Boosting Productivity and Access at the Farmgate

Published

Farmers and transport operators will benefit from a new heavy vehicle access initiative which will bolster end-to-end transport access from the farm gate to market in six pilot areas across the State.

NSW Minister for Regional Transport and Roads Paul Toole said the Farm Gate Access Network pilot will improve access to the local road network across NSW for larger, modern trucks and cut red-tape for farmers and transport operators by reducing the need for access permits. 

“This pilot trial will provide conditional area-wide access for Higher Productivity Vehicles transporting grain or livestock on council roads in six Local Government Areas including Tamworth and Gunnedah,” Mr Toole said. 

“This is a huge step forward for farmers and freight operators, ensuring they can make use of safer, modern trucks to move stock and grain to market more efficiently and without the red tape.”

Mr Toole said eligible heavy vehicles were fitted with modern telematics technology, increasing the visibility of freight moving around the network.

Member for Tamworth Kevin Anderson said this information would be aggregated and shared with councils to help support decision making and planning about road maintenance and future upgrades.

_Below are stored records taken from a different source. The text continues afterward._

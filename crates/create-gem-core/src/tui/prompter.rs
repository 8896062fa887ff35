//! cliclack-backed `Prompter`

use crate::error::Result;
use crate::wizard::{Choice, Prompt, Prompter};

/// Label of the extra item that returns to the previous question
pub(super) const BACK_LABEL: &str = "← back";

/// Renders wizard questions as cliclack prompts
///
/// Back-navigation is an ordinary list item, so no raw key handling is needed.
#[derive(Debug, Default, Clone, Copy)]
pub struct CliclackPrompter;

impl Prompter for CliclackPrompter {
    fn choose(&mut self, question: &str, choices: &[Choice]) -> Result<Prompt<String>> {
        // Use indices as item values; None is the back item
        let mut select = cliclack::select(question);
        for (idx, choice) in choices.iter().enumerate() {
            select = select.item(Some(idx), &choice.label, "");
        }
        select = select.item(None, BACK_LABEL, "previous question");

        let picked: Option<usize> = select.interact()?;

        Ok(match picked.and_then(|idx| choices.get(idx)) {
            Some(choice) => Prompt::Answer(choice.value.clone()),
            None => Prompt::Back,
        })
    }

    fn text(&mut self, question: &str, default: Option<&str>, allow_empty: bool) -> Result<String> {
        let mut input = cliclack::input(question).required(!allow_empty);
        if let Some(default) = default {
            input = input.default_input(default);
        }

        let value: String = input.interact()?;
        Ok(value.trim().to_string())
    }
}
use assert_cmd::{cargo_bin_cmd, Command};
use predicates::prelude::*;
use std::path::Path;
use tempfile::TempDir;

/// Binary with its config directory pointed at `home` and no Bundler
/// settings leaking in from the environment
fn create_gem(home: &Path) -> Command {
    let mut cmd = cargo_bin_cmd!("create-gem");
    cmd.env("XDG_CONFIG_HOME", home)
        .env("BUNDLE_USER_CONFIG", home.join("bundle-config"))
        .env_remove("BUNDLE_GEM__TEST")
        .env_remove("BUNDLE_GEM__CI")
        .env_remove("BUNDLE_GEM__LINTER")
        .env_remove("CREATE_GEM_LOG");
    cmd
}

fn write_config(home: &Path, yaml: &str) {
    let dir = home.join("create-gem");
    std::fs::create_dir_all(&dir).unwrap();
    std::fs::write(dir.join("config.yml"), yaml).unwrap();
}

const PRESETS: &str = "\
version: 1
presets:
  work:
    exe: true
    test: rspec
  lint:
    linter: rubocop
";

// -- Help & version --

#[test]
fn version_shows_version() {
    let tmp = TempDir::new().unwrap();
    create_gem(tmp.path())
        .arg("--version")
        .assert()
        .success()
        .stdout(predicate::str::contains(env!("CARGO_PKG_VERSION")));
}

#[test]
fn help_lists_flags() {
    let tmp = TempDir::new().unwrap();
    create_gem(tmp.path())
        .arg("--help")
        .assert()
        .success()
        .stdout(predicate::str::contains("--bundler-version"))
        .stdout(predicate::str::contains("--dry-run"));
}

// -- Doctor --

#[test]
fn doctor_prints_supported_options() {
    let tmp = TempDir::new().unwrap();
    create_gem(tmp.path())
        .args(["--doctor", "--bundler-version", "3.1.0"])
        .assert()
        .success()
        .stdout(predicate::str::contains("bundler: 3.1.0"))
        .stdout(predicate::str::contains(
            "supported options: exe, coc, changelog, ext, git, github_username, mit, test, ci, linter, edit, bundle_install",
        ));
}

#[test]
fn doctor_rejects_unsupported_bundler() {
    let tmp = TempDir::new().unwrap();
    create_gem(tmp.path())
        .args(["--doctor", "--bundler-version", "1.0.0"])
        .assert()
        .code(1)
        .stdout(predicate::str::contains("bundler: 1.0.0"))
        .stderr(predicate::str::contains("Unsupported bundler version: 1.0.0"));
}

#[test]
fn malformed_bundler_version_is_rejected() {
    let tmp = TempDir::new().unwrap();
    create_gem(tmp.path())
        .args(["--doctor", "--bundler-version", "three"])
        .assert()
        .failure()
        .stderr(predicate::str::contains("--bundler-version"));
}

// -- Presets --

#[test]
fn preset_dry_run_prints_command() {
    let tmp = TempDir::new().unwrap();
    write_config(tmp.path(), PRESETS);

    create_gem(tmp.path())
        .args(["my_gem", "--preset", "work", "--dry-run", "--bundler-version", "3.1.0"])
        .assert()
        .success()
        .stdout(predicate::str::diff("bundle gem my_gem --exe --test=rspec\n"));
}

#[test]
fn preset_dry_run_records_last_used() {
    let tmp = TempDir::new().unwrap();
    write_config(tmp.path(), PRESETS);

    create_gem(tmp.path())
        .args(["my_gem", "--preset", "work", "--dry-run", "--bundler-version", "3.1.0"])
        .assert()
        .success();

    let saved = std::fs::read_to_string(tmp.path().join("create-gem/config.yml")).unwrap();
    assert!(saved.contains("last_used"));
    assert!(saved.contains("rspec"));
}

#[test]
fn preset_option_unsupported_by_older_bundler() {
    let tmp = TempDir::new().unwrap();
    write_config(tmp.path(), PRESETS);

    create_gem(tmp.path())
        .args(["my_gem", "--preset", "lint", "--dry-run", "--bundler-version", "2.4.22"])
        .assert()
        .code(1)
        .stderr(predicate::str::contains(
            "Option linter is not supported by this bundler version",
        ));
}

#[test]
fn preset_requires_gem_name() {
    let tmp = TempDir::new().unwrap();
    write_config(tmp.path(), PRESETS);

    create_gem(tmp.path())
        .args(["--preset", "work", "--dry-run", "--bundler-version", "3.1.0"])
        .assert()
        .code(1)
        .stderr(predicate::str::contains(
            "Gem name is required when --preset is provided",
        ));
}

#[test]
fn preset_with_invalid_gem_name() {
    let tmp = TempDir::new().unwrap();
    write_config(tmp.path(), PRESETS);

    create_gem(tmp.path())
        .args(["1bad", "--preset", "work", "--dry-run", "--bundler-version", "3.1.0"])
        .assert()
        .code(1)
        .stderr(predicate::str::contains("Invalid gem name: \"1bad\""));
}

#[test]
fn list_presets_prints_sorted_names() {
    let tmp = TempDir::new().unwrap();
    write_config(tmp.path(), PRESETS);

    create_gem(tmp.path())
        .arg("--list-presets")
        .assert()
        .success()
        .stdout(predicate::str::diff("lint\nwork\n"));
}

#[test]
fn list_presets_without_config_is_empty() {
    let tmp = TempDir::new().unwrap();
    create_gem(tmp.path())
        .arg("--list-presets")
        .assert()
        .success()
        .stdout(predicate::str::is_empty());
}

#[test]
fn show_preset_prints_values() {
    let tmp = TempDir::new().unwrap();
    write_config(tmp.path(), PRESETS);

    create_gem(tmp.path())
        .args(["--show-preset", "work"])
        .assert()
        .success()
        .stdout(predicate::str::diff("work\n  exe: true\n  test: \"rspec\"\n"));
}

#[test]
fn show_missing_preset_fails() {
    let tmp = TempDir::new().unwrap();
    create_gem(tmp.path())
        .args(["--show-preset", "ghost"])
        .assert()
        .code(1)
        .stderr(predicate::str::contains("Preset not found: ghost"));
}

#[test]
fn delete_preset_removes_it() {
    let tmp = TempDir::new().unwrap();
    write_config(tmp.path(), PRESETS);

    create_gem(tmp.path())
        .args(["--delete-preset", "lint"])
        .assert()
        .success();

    create_gem(tmp.path())
        .arg("--list-presets")
        .assert()
        .success()
        .stdout(predicate::str::diff("work\n"));
}

#[test]
fn malformed_config_is_reported() {
    let tmp = TempDir::new().unwrap();
    write_config(tmp.path(), "presets: [unclosed");

    create_gem(tmp.path())
        .arg("--list-presets")
        .assert()
        .code(1)
        .stderr(predicate::str::contains("Invalid config file at"));
}

// -- Conflicting flags --

#[test]
fn doctor_cannot_be_combined_with_other_actions() {
    let tmp = TempDir::new().unwrap();
    create_gem(tmp.path())
        .args(["--doctor", "--list-presets"])
        .assert()
        .failure()
        .stderr(predicate::str::contains("cannot be used with"));
}

#[test]
fn preset_queries_cannot_be_combined_with_create() {
    let tmp = TempDir::new().unwrap();
    create_gem(tmp.path())
        .args(["my_gem", "--show-preset", "work"])
        .assert()
        .failure()
        .stderr(predicate::str::contains("cannot be used with"));
}

#[test]
fn delete_preset_cannot_be_combined_with_create() {
    let tmp = TempDir::new().unwrap();
    create_gem(tmp.path())
        .args(["--delete-preset", "work", "--preset", "work"])
        .assert()
        .failure()
        .stderr(predicate::str::contains("cannot be used with"));
}
//! Bundler's own defaults for `bundle gem`
//!
//! Bundler reads `gem.*` settings from its global config file and from
//! `BUNDLE_GEM__*` environment variables. Those settings are the wizard's
//! second-priority default source.

use crate::options::{OptionKey, OptionMap, OptionValue};
use std::collections::BTreeMap;
use std::path::{Path, PathBuf};

/// Defaults Bundler applies when a setting is absent
const FALLBACKS: &[(OptionKey, bool)] = &[
    (OptionKey::Exe, false),
    (OptionKey::Ext, false),
    (OptionKey::Git, true),
    (OptionKey::BundleInstall, false),
];

/// Options Bundler lets users configure through `gem.*` settings
const CONFIGURABLE: &[OptionKey] = &[
    OptionKey::Coc,
    OptionKey::Changelog,
    OptionKey::Ext,
    OptionKey::Git,
    OptionKey::GithubUsername,
    OptionKey::Mit,
    OptionKey::Test,
    OptionKey::Ci,
    OptionKey::Linter,
];

/// Raw Bundler settings keyed by their `BUNDLE_*` name
#[derive(Debug, Clone, Default)]
pub struct BundlerDefaults {
    settings: BTreeMap<String, String>,
}

/// `gem.test` is stored as `BUNDLE_GEM__TEST`
fn setting_name(key: OptionKey) -> String {
    format!("BUNDLE_GEM__{}", key.as_str().to_uppercase())
}

fn normalize(value: &str) -> OptionValue {
    match value {
        "true" => OptionValue::Bool(true),
        "false" => OptionValue::Bool(false),
        other => OptionValue::text(other),
    }
}

impl BundlerDefaults {
    pub fn from_settings(settings: BTreeMap<String, String>) -> Self {
        Self { settings }
    }

    /// Read the global Bundler config file, then let the process environment
    /// override it. Unreadable files are ignored.
    pub fn load() -> Self {
        let mut defaults = match global_config_path() {
            Some(path) => Self::from_config_file(&path),
            None => Self::default(),
        };
        defaults.merge_env(std::env::vars());
        defaults
    }

    pub fn from_config_file(path: &Path) -> Self {
        let content = match std::fs::read_to_string(path) {
            Ok(content) => content,
            Err(e) => {
                tracing::debug!(path = %path.display(), error = %e, "no bundler config");
                return Self::default();
            }
        };

        let raw: BTreeMap<String, serde_yaml::Value> = match serde_yaml::from_str(&content) {
            Ok(raw) => raw,
            Err(e) => {
                tracing::warn!(path = %path.display(), error = %e, "ignoring unreadable bundler config");
                return Self::default();
            }
        };

        let settings = raw
            .into_iter()
            .filter_map(|(name, value)| match value {
                serde_yaml::Value::String(s) => Some((name, s)),
                serde_yaml::Value::Bool(b) => Some((name, b.to_string())),
                _ => None,
            })
            .collect();
        Self { settings }
    }

    /// Overlay `BUNDLE_GEM__*` variables
    pub fn merge_env(&mut self, vars: impl IntoIterator<Item = (String, String)>) {
        for (name, value) in vars {
            if name.starts_with("BUNDLE_GEM__") {
                self.settings.insert(name, value);
            }
        }
    }

    /// Bundler's effective default per option; absent keys have no default
    pub fn detect(&self) -> OptionMap {
        let mut defaults: OptionMap = FALLBACKS
            .iter()
            .map(|(key, value)| (*key, OptionValue::Bool(*value)))
            .collect();

        for key in CONFIGURABLE {
            if let Some(value) = self.settings.get(&setting_name(*key)) {
                defaults.insert(*key, normalize(value));
            }
        }

        defaults
    }
}

/// `$BUNDLE_USER_CONFIG`, `$BUNDLE_USER_HOME/config`, or `~/.bundle/config`
fn global_config_path() -> Option<PathBuf> {
    if let Some(path) = std::env::var_os("BUNDLE_USER_CONFIG") {
        return Some(PathBuf::from(path));
    }
    if let Some(home) = std::env::var_os("BUNDLE_USER_HOME") {
        return Some(PathBuf::from(home).join("config"));
    }
    dirs::home_dir().map(|home| home.join(".bundle").join("config"))
}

“This initiative is a win-win for local communities – increased farm productivity and a better understanding of how the road network is used,” Mr Anderson said.

“It will bolster end-to-end heavy vehicle access, ensure vehicles can operate compliantly and help drive an increase in productivity for NSW transport operators”.

Livestock Bulk and Rural Carriers Association President Paul Pulver said the project will enable safer, more productive, and legal access when transporting primary products to and from rural properties using High Productivity Vehicles.

“Improving access to local road networks across NSW is a significant productivity gain for our industry.”

NSW Farmers President James Jackson said after years of drought this year’s bumper harvest has shown just how important it is to have improved and clear access to local road networks. Barriers to efficient transport add time and cost for grain growers and farmers.

“As heavy vehicles have become safer and technology is within reach of most carriers, it is important that regulation keeps pace. The information that these six pilots will generate will be invaluable to expand and improve farm gate access across regional NSW,” Mr Jackson said.

The scheme is being piloted in six local government areas:

  • Tamworth Regional Council
  • Gunnedah Shire Council
  • Junee Shire Council
  • Coolamon Shire Council
  • Narrandera Shire Council
  • Temora Shire Council. 

To determine the success of the program, the pilot will be assessed routinely in coming months.

Supported by the National Heavy Vehicle Regulator, the Farm Gate Assess Network was developed in partnership between the NSW Government, Livestock Bulk and Rural Carriers Association (LBRCA), NSW Farmers and local government.